2018-02-23 07:28:07

by Dan Williams

[permalink] [raw]
Subject: [PATCH v2 0/5] vfio, dax: prevent long term filesystem-dax pins and other fixes

Changes since v1 [1]:

* Fix the detection of device-dax file instances in vma_is_fsdax().
(Haozhong, Gerd)

* Fix compile breakage in the FS_DAX=n and DEV_DAX=y case. (0day robot)

[1]: https://lists.01.org/pipermail/linux-nvdimm/2018-February/014046.html

---

The vfio interface, like RDMA, wants to setup long term (indefinite)
pins of the pages backing an address range so that a guest or userspace
driver can perform DMA to the with physical address.

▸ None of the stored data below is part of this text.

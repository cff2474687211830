use std::fmt;
use std::str::FromStr;

use serde::{Deserialize, Serialize};
use thiserror::Error;

use crate::record::{Artifact, LaunchDescriptor};

/// Flat status of a build record, as stored and displayed.
#[derive(Debug, Clone, Copy, PartialEq, Eq, Hash, Serialize, Deserialize)]
#[serde(rename_all = "camelCase")]
pub enum BuildStatus {
    Enqueued,
    Building,
    Built,
    Running,
    Stopped,
    BuildError,
    RunError,
}

impl BuildStatus {
    pub const ALL: [BuildStatus; 7] = [
        Self::Enqueued,
        Self::Building,
        Self::Built,
        Self::Running,
        Self::Stopped,
        Self::BuildError,
        Self::RunError,
    ];

    /// Durable status code. The table is fixed; never renumber.
    pub fn code(&self) -> i64 {
        match self {
            Self::Enqueued => 0,
            Self::Building => 1,
            Self::Built => 2,
            Self::Running => 3,
            Self::Stopped => 4,
            Self::BuildError => 5,
            Self::RunError => 6,
        }
    }

    pub fn from_code(code: i64) -> Option<Self> {
        Self::ALL.into_iter().find(|s| s.code() == code)
    }

    pub fn as_str(&self) -> &'static str {
        match self {
            Self::Enqueued => "enqueued",
            Self::Building => "building",
            Self::Built => "built",
            Self::Running => "running",
            Self::Stopped => "stopped",
            Self::BuildError => "buildError",
            Self::RunError => "runError",
        }
    }

    /// Whether records in this status carry a `starting`/`result` artifact.
    pub fn has_artifact(&self) -> bool {
        matches!(self, Self::Built | Self::Running | Self::RunError)
    }
}

impl fmt::Display for BuildStatus {
    fn fmt(&self, f: &mut fmt::Formatter<'_>) -> fmt::Result {
        f.write_str(self.as_str())
    }
}

impl FromStr for BuildStatus {
    type Err = String;

    fn from_str(s: &str) -> Result<Self, Self::Err> {
        Self::ALL
            .into_iter()
            .find(|status| status.as_str() == s)
            .ok_or_else(|| format!("Invalid build status: {}", s))
    }
}

#[derive(Debug, Clone, PartialEq, Eq, Error)]
pub enum StateError {
    #[error("status {status} requires a launch descriptor")]
    MissingArtifact { status: BuildStatus },

    #[error("status {status} cannot carry a launch descriptor")]
    UnexpectedArtifact { status: BuildStatus },

    #[error("illegal transition {from} -> {to}")]
    IllegalTransition { from: BuildStatus, to: BuildStatus },
}

/// Status together with the payload that status is allowed to carry.
#[derive(Debug, Clone, PartialEq, Serialize, Deserialize)]
#[serde(tag = "status", rename_all = "camelCase")]
pub enum BuildState {
    Enqueued,
    Building,
    Built(Artifact),
    Running(Artifact),
    Stopped,
    BuildError,
    RunError(Artifact),
}

impl BuildState {
    pub fn status(&self) -> BuildStatus {
        match self {
            Self::Enqueued => BuildStatus::Enqueued,
            Self::Building => BuildStatus::Building,
            Self::Built(_) => BuildStatus::Built,
            Self::Running(_) => BuildStatus::Running,
            Self::Stopped => BuildStatus::Stopped,
            Self::BuildError => BuildStatus::BuildError,
            Self::RunError(_) => BuildStatus::RunError,
        }
    }

    pub fn artifact(&self) -> Option<&Artifact> {
        match self {
            Self::Built(a) | Self::Running(a) | Self::RunError(a) => Some(a),
            _ => None,
        }
    }

    /// Rebuild a state from its flat durable form.
    pub fn from_parts(status: BuildStatus, artifact: Option<Artifact>) -> Result<Self, StateError> {
        match (status, artifact) {
            (BuildStatus::Enqueued, None) => Ok(Self::Enqueued),
            (BuildStatus::Building, None) => Ok(Self::Building),
            (BuildStatus::Stopped, None) => Ok(Self::Stopped),
            (BuildStatus::BuildError, None) => Ok(Self::BuildError),
            (BuildStatus::Built, Some(a)) => Ok(Self::Built(a)),
            (BuildStatus::Running, Some(a)) => Ok(Self::Running(a)),
            (BuildStatus::RunError, Some(a)) => Ok(Self::RunError(a)),
            (status, Some(_)) => Err(StateError::UnexpectedArtifact { status }),
            (status, None) => Err(StateError::MissingArtifact { status }),
        }
    }

    /// Apply a patch, returning the next state.
    ///
    /// `buildError` and `stopped` are terminal. Status-only patches towards a
    /// non-artifact status drop the artifact; `Running`/`RunError` keep it.
    pub fn apply(&self, patch: BuildPatch) -> Result<Self, StateError> {
        let from = self.status();
        let to = patch.status();
        if !is_valid_transition(from, to) {
            return Err(StateError::IllegalTransition { from, to });
        }

        match patch {
            BuildPatch::Enqueued => Ok(Self::Enqueued),
            BuildPatch::Building => Ok(Self::Building),
            BuildPatch::Stopped => Ok(Self::Stopped),
            BuildPatch::BuildError => Ok(Self::BuildError),
            BuildPatch::Built { starting, result } => Ok(Self::Built(Artifact { starting, result })),
            BuildPatch::Running => self
                .artifact()
                .cloned()
                .map(Self::Running)
                .ok_or(StateError::MissingArtifact { status: to }),
            BuildPatch::RunError => self
                .artifact()
                .cloned()
                .map(Self::RunError)
                .ok_or(StateError::MissingArtifact { status: to }),
            BuildPatch::Idle => self
                .artifact()
                .cloned()
                .map(Self::Built)
                .ok_or(StateError::MissingArtifact { status: to }),
        }
    }
}

/// A requested change to a build record.
#[derive(Debug, Clone, PartialEq)]
pub enum BuildPatch {
    Enqueued,
    Building,
    Built {
        starting: LaunchDescriptor,
        result: Option<serde_json::Value>,
    },
    Running,
    Stopped,
    BuildError,
    RunError,
    /// The process was stopped to make room for another run; the artifact is
    /// kept and the record returns to `built`.
    Idle,
}

impl BuildPatch {
    pub fn status(&self) -> BuildStatus {
        match self {
            Self::Enqueued => BuildStatus::Enqueued,
            Self::Building => BuildStatus::Building,
            Self::Built { .. } | Self::Idle => BuildStatus::Built,
            Self::Running => BuildStatus::Running,
            Self::Stopped => BuildStatus::Stopped,
            Self::BuildError => BuildStatus::BuildError,
            Self::RunError => BuildStatus::RunError,
        }
    }
}

pub fn is_valid_transition(from: BuildStatus, to: BuildStatus) -> bool {
    use BuildStatus as S;
    matches!(
        (from, to),
        (S::Enqueued, S::Enqueued | S::Building | S::Stopped)
            | (S::Building, S::Built | S::BuildError)
            | (S::Built, S::Running)
            | (S::Running, S::Running | S::Built | S::Stopped | S::RunError)
            | (S::RunError, S::Running | S::RunError)
    )
}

Given that this
pinning may lead to filesystem operations deadlocking in the
filesystem-dax case, the pinning request needs to be rejected.

The longer term fix for vfio, RDMA, and any other long term pin user, is
to provide a 'pin with lease' mechanism. Similar to the leases that are
hold for pNFS RDMA layouts, this userspace lease gives the kernel a way
to notify userspace that the block layout of the file is changing and
the kernel is revoking access to pinned pages.

---

Dan Williams (5):
dax: fix vma_is_fsdax() helper
dax: fix dax_mapping() definition in the FS_DAX=n + DEV_DAX=y case
dax: fix S_DAX definition
dax: short circuit vma_is_fsdax() in the CONFIG_FS_DAX=n case
vfio: disable filesystem-dax page pinning


drivers/vfio/vfio_iommu_type1.c | 18 +++++++++++++++---
include/linux/dax.h | 9 ++++++---
include/linux/fs.h | 6 ++++--
3 files changed, 25 insertions(+), 8 deletions(-)


2018-02-23 07:28:09

by Dan Williams

[permalink] [raw]
Subject: [PATCH v2 1/5] dax: fix vma_is_fsdax() helper

Gerd reports that ->i_mode may contain other bits besides S_IFCHR. Use
S_ISCHR() instead. Otherwise, get_user_pages_longterm() may fail on
device-dax instances when those are meant to be explicitly allowed.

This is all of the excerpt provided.